Hay personas que no volveremos a ver nunca más, no porque hayan muerto sino porque las matamos vivas, un acto figurativo de desesperación. Porque decidimos que cumplieron su tiempo en nuestros recuerdos, porque no soportamos rememorarles con cada mínimo indicio de su vida en los lugares que visitamos, las cosas que vemos, hacemos, olemos.
Somos asesinos sociales. Hay leyes implícitas que nos permiten asesinar a quienes más amamos para ahorrarnos la incomodidad de aceptar que ya no nos quieren con ellos o el terror de aceptar que no son lo que esperábamos. El claro síntoma del enamoramiento: esperar lo imaginado y nunca lo real. Y nos quedamos con el molde en las manos. Entramos acabando con el otro y con nosotros al mismo tiempo.
Tomamos la decisión de deshacernos de su existencia como un lastre que puede por fin liberarse. Un crimen pasional, un delito culposo, pero sin culpa; eximidos de la pena, pero no de la gloria de no volverlos a ver nunca más, aunque sea en nuestra mente. Celebramos poder asesinarlos, hacerlos pedazos, desaparecerlos por completo.

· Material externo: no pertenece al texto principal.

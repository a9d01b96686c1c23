//! Error types for the FleetCron agent.

use thiserror::Error;

/// Configuration-related errors. Fatal at startup.
#[derive(Error, Debug)]
pub enum ConfigError {
    #[error("configuration file not found next to the executable or in {0}")]
    FileNotFound(String),

    #[error("failed to parse configuration: {0}")]
    ParseError(#[from] serde_json::Error),

    #[error("missing required field: {0}")]
    MissingField(String),
}

/// Store Gateway errors. Transient errors let the tick continue; fatal ones
/// abort startup.
#[derive(Error, Debug)]
pub enum StoreError {
    #[error("transient store error: {0}")]
    Transient(String),

    #[error("fatal store error: {0}")]
    Fatal(String),
}

/// HTTP Step Runner errors, surfaced after retry exhaustion.
#[derive(Error, Debug, Clone)]
pub enum HttpStepError {
    #[error("http {status_code}: {body}")]
    BadStatus { status_code: u16, body: String },

    #[error("transport error: {0}")]
    Transport(String),

    #[error("curl transport unavailable: {0}")]
    CurlUnavailable(String),
}

/// Action-chain level error: a non-`continue_on_failure` step errored.
#[derive(Error, Debug)]
#[error("action chain aborted at step {step_index} ({step_name}): {source}")]
pub struct ActionChainAborted {
    pub step_index: usize,
    pub step_name: String,
    #[source]
    pub source: HttpStepError,
}

/// Telegram notification errors. Never fatal, always logged.
#[derive(Error, Debug)]
pub enum NotifyError {
    #[error("telegram send failed: {0}")]
    SendFailed(String),

    #[error("telegram not configured")]
    NotConfigured,
}

/// Top-level error type used at the binary boundary.
#[derive(Error, Debug)]
pub enum FleetError {
    #[error("configuration error: {0}")]
    Config(#[from] ConfigError),

    #[error("store error: {0}")]
    Store(#[from] StoreError),

    #[error("no available slot for this machine")]
    NoAvailableSlot,
}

Una liberación mutua. Mientras los hacemos, cada día con una excusa diferente, con un nuevo argumento que sustenta el crimen, el otro también toma la decisión de no luchar más contra su fin inminente y decide acabar con nosotros. Una pelea descarnada por querer ganar en el ring de quién mata primero a quién. Solo que en el acto primitivo de hacer cenizas al otro nos volvemos cenizas con ellos y al final, al terminar el show matutino, terminamos buscando nuestros pedazos para recomponernos y aparentar con orgullo que estamos vivos por el resto del día. Aparentando que somos los que salimos bien librados.

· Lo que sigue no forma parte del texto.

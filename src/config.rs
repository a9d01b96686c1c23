//! Configuration loading and the process-wide mutable config snapshot.

use std::collections::HashMap;
use std::env;
use std::path::{Path, PathBuf};

use serde::{Deserialize, Serialize};

use crate::error::ConfigError;

const CONFIG_BASENAME: &str = "fleetcron.config.json";

/// Retry policy shared by job- and step-level HTTP calls.
#[derive(Debug, Clone, Serialize, Deserialize, PartialEq)]
pub struct RetryConfig {
    #[serde(default)]
    pub retries: u32,
    #[serde(default)]
    pub delay_sec: f64,
    #[serde(default = "default_backoff")]
    pub backoff: f64,
}

fn default_backoff() -> f64 {
    1.0
}

impl Default for RetryConfig {
    fn default() -> Self {
        Self {
            retries: 0,
            delay_sec: 0.0,
            backoff: 1.0,
        }
    }
}

/// Global HTTP defaults, overridable per job and per step.
#[derive(Debug, Clone, Serialize, Deserialize)]
pub struct HttpDefaults {
    #[serde(default = "default_timeout_sec")]
    pub timeout_sec: u64,
    #[serde(default)]
    pub retry: RetryConfig,
}

fn default_timeout_sec() -> u64 {
    10
}

impl Default for HttpDefaults {
    fn default() -> Self {
        Self {
            timeout_sec: default_timeout_sec(),
            retry: RetryConfig {
                retries: 2,
                delay_sec: 3.0,
                backoff: 1.5,
            },
        }
    }
}

/// Fully resolved, immutable configuration snapshot.
#[derive(Debug, Clone, Serialize, Deserialize)]
pub struct Config {
    pub mongodb_uri: String,
    #[serde(default = "default_db_name")]
    pub db_name: String,
    #[serde(default = "default_tz")]
    pub tz: String,
    #[serde(default = "default_order_field")]
    pub order_field: String,
    #[serde(default = "default_order_value")]
    pub default_order: i64,
    #[serde(alias = "max_serial", default = "default_max_order")]
    pub max_order: i64,
    #[serde(default)]
    pub http_defaults: HttpDefaults,
    #[serde(default)]
    pub secrets: HashMap<String, String>,
}

fn default_db_name() -> String {
    "fleetcron".to_string()
}
fn default_tz() -> String {
    "Asia/Seoul".to_string()
}
fn default_order_field() -> String {
    "order".to_string()
}
fn default_order_value() -> i64 {
    9999
}
fn default_max_order() -> i64 {
    10
}

impl Config {
    /// Candidate config paths: next to the current executable, then `~/.fleetcron/`.
    pub fn candidate_paths() -> Vec<PathBuf> {
        let mut paths = Vec::new();
        if let Ok(exe) = env::current_exe() {
            if let Some(dir) = exe.parent() {
                paths.push(dir.join(CONFIG_BASENAME));
            }
        }
        paths.push(home_dir().join(CONFIG_BASENAME));
        paths
    }

    /// Load from the first candidate path that exists.
    pub fn load() -> Result<Self, ConfigError> {
        let path = Self::candidate_paths()
            .into_iter()
            .find(|p| p.exists())
            .ok_or_else(|| {
                ConfigError::FileNotFound(home_dir().join(CONFIG_BASENAME).display().to_string())
            })?;
        Self::load_from(&path)
    }

    fn load_from(path: &Path) -> Result<Self, ConfigError> {
        let raw = std::fs::read_to_string(path)
            .map_err(|_| ConfigError::FileNotFound(path.display().to_string()))?;
        let cfg: Config = serde_json::from_str(&raw)?;
        if cfg.mongodb_uri.is_empty() {
            return Err(ConfigError::MissingField("mongodb_uri".to_string()));
        }
        Ok(cfg)
    }

    /// The order-field alias list: the configured primary name plus the
    /// fixed legacy names, de-duplicated, primary first.
    pub fn order_field_aliases(&self) -> Vec<String> {
        let mut aliases = Vec::new();
        for key in [self.order_field.as_str(), "order", "serial"] {
            if !aliases.iter().any(|a: &String| a == key) {
                aliases.push(key.to_string());
            }
        }
        aliases
    }
}

/// `~/.fleetcron`, created on first access.
pub fn home_dir() -> PathBuf {
    let dir = dirs::home_dir()
        .unwrap_or_else(|| PathBuf::from("."))
        .join(".fleetcron");
    let _ = std::fs::create_dir_all(&dir);
    dir
}

#[cfg(test)]
mod tests {
    use super::*;

    #[test]
    fn defaults_fill_in_missing_fields() {
        let raw = r#"{"mongodb_uri": "mongodb://localhost/test"}"#;
        let cfg: Config = serde_json::from_str(raw).unwrap();
        assert_eq!(cfg.db_name, "fleetcron");
        assert_eq!(cfg.tz, "Asia/Seoul");
        assert_eq!(cfg.default_order, 9999);
        assert_eq!(cfg.max_order, 10);
        assert_eq!(cfg.http_defaults.timeout_sec, 10);
        assert_eq!(cfg.http_defaults.retry.retries, 2);
    }

    #[test]
    fn legacy_max_serial_alias() {
        let raw = r#"{"mongodb_uri": "m", "max_serial": 25}"#;
        let cfg: Config = serde_json::from_str(raw).unwrap();
        assert_eq!(cfg.max_order, 25);
    }

    #[test]
    fn order_field_aliases_dedup_and_primary_first() {
        let raw = r#"{"mongodb_uri": "m", "order_field": "serial"}"#;
        let cfg: Config = serde_json::from_str(raw).unwrap();
        assert_eq!(cfg.order_field_aliases(), vec!["serial", "order"]);
    }

    #[test]
    fn missing_mongodb_uri_is_rejected_by_load_from() {
        let dir = tempdir();
        let path = dir.join("fleetcron.config.json");
        std::fs::write(&path, r#"{"db_name": "x"}"#).unwrap();
        let err = Config::load_from(&path);
        assert!(err.is_err());
        let _ = std::fs::remove_file(&path);
    }

    fn tempdir() -> PathBuf {
        let mut p = std::env::temp_dir();
        p.push(format!("fleetcron-test-{}", uuid::Uuid::new_v4()));
        std::fs::create_dir_all(&p).unwrap();
        p
    }
}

Andamos despedazados, muertos vivientes, asegurándonos de que nadie lo note. Una y otra vez. Discusiones mentales, argumentos y recuerdos iracundos para ganarle la batalla al dolor de la pérdida en vida, de saber que el muerto sigue recibiendo la misma luz de las mañanas, como el resto del mundo. Que tal vez algunos días son mejores para ellos y que aunque estén tristes no se compara con el dolor que cargamos por haberlos acabado. El sol sigue calentando su piel. ¡Qué pérdida de energía!

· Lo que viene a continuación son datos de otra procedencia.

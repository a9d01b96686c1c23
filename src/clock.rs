//! Wall-clock time in a configured zone, with the same fallback chain the
//! original agent uses when the requested zone can't be loaded.

use chrono::{DateTime, TimeZone, Utc};
use chrono_tz::Tz;

/// A resolved timezone, with a human-readable name of what was actually used.
#[derive(Debug, Clone)]
pub struct Clock {
    tz: ResolvedTz,
}

#[derive(Debug, Clone)]
enum ResolvedTz {
    Named(Tz, String),
    FixedOffsetSeconds(i32, String),
    SystemLocal(String),
}

impl Clock {
    /// Resolve `tz_name` via: named IANA zone, then (if it's the well-known
    /// "Asia/Seoul" name) a hardcoded +09:00 offset, then the system's
    /// local timezone, then UTC.
    pub fn new(tz_name: &str) -> Self {
        if let Ok(tz) = tz_name.parse::<Tz>() {
            return Self {
                tz: ResolvedTz::Named(tz, tz_name.to_string()),
            };
        }
        if tz_name == "Asia/Seoul" {
            return Self {
                tz: ResolvedTz::FixedOffsetSeconds(9 * 3600, "Asia/Seoul (UTC+9)".to_string()),
            };
        }
        Self {
            tz: ResolvedTz::SystemLocal("system local".to_string()),
        }
    }

    /// Name of the zone actually in effect (may differ from the requested one).
    pub fn actual_name(&self) -> &str {
        match &self.tz {
            ResolvedTz::Named(_, name) => name,
            ResolvedTz::FixedOffsetSeconds(_, name) => name,
            ResolvedTz::SystemLocal(name) => name,
        }
    }

    /// Current time in the configured zone.
    pub fn now_local(&self) -> DateTime<chrono::FixedOffset> {
        match &self.tz {
            ResolvedTz::Named(tz, _) => Utc::now().with_timezone(tz).fixed_offset(),
            ResolvedTz::FixedOffsetSeconds(secs, _) => {
                let offset = chrono::FixedOffset::east_opt(*secs).unwrap();
                Utc::now().with_timezone(&offset)
            }
            ResolvedTz::SystemLocal(_) => {
                let local = chrono::Local::now();
                Utc::now().with_timezone(local.offset())
            }
        }
    }

    /// Current UTC time.
    pub fn now_utc(&self) -> DateTime<Utc> {
        Utc::now()
    }

    /// Truncate seconds/microseconds and convert a local instant to UTC.
    pub fn to_utc_minute(&self, local: DateTime<chrono::FixedOffset>) -> DateTime<Utc> {
        floor_to_minute(local).with_timezone(&Utc)
    }
}

/// Zero seconds and nanoseconds, keeping the same offset/zone.
pub fn floor_to_minute<Tzv: TimeZone>(dt: DateTime<Tzv>) -> DateTime<Tzv> {
    use chrono::Timelike;
    dt.with_second(0)
        .and_then(|d| d.with_nanosecond(0))
        .unwrap_or(dt)
}

#[cfg(test)]
mod tests {
    use super::*;

    #[test]
    fn named_zone_resolves() {
        let clock = Clock::new("America/New_York");
        assert_eq!(clock.actual_name(), "America/New_York");
    }

    #[test]
    fn asia_seoul_resolves_as_a_named_iana_zone() {
        // chrono-tz ships Asia/Seoul, so this takes the named-zone path, not
        // the hardcoded +09:00 fallback (which exists for environments
        // where the tz database is unavailable).
        let clock = Clock::new("Asia/Seoul");
        assert_eq!(clock.actual_name(), "Asia/Seoul");
    }

    #[test]
    fn unresolvable_zone_falls_back_to_system_local() {
        let clock = Clock::new("Not/A_Real_Zone");
        assert_eq!(clock.actual_name(), "system local");
    }

    #[test]
    fn floor_to_minute_zeroes_seconds() {
        let now = Utc::now();
        let floored = floor_to_minute(now);
        assert_eq!(floored.format("%S").to_string(), "00");
    }
}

Y luego los vemos en la calle y los disolvemos en bultos sin rostro ni emoción. Somos una sociedad de perturbados que camina en el limbo sin saber si lo que ve son muertos o si ya te han matado. Sin saber que ahora no existen, que ahora no existimos porque alguien también se deshizo de nosotros.
Caminamos como si nada pasara, cargando con nuestros muertos adentro. Pero si le hacemos frente al duelo y soportamos la pena de la pérdida, el dolor del abandono, quizá al final quien gane la batalla y salga bien librada sea la soledad.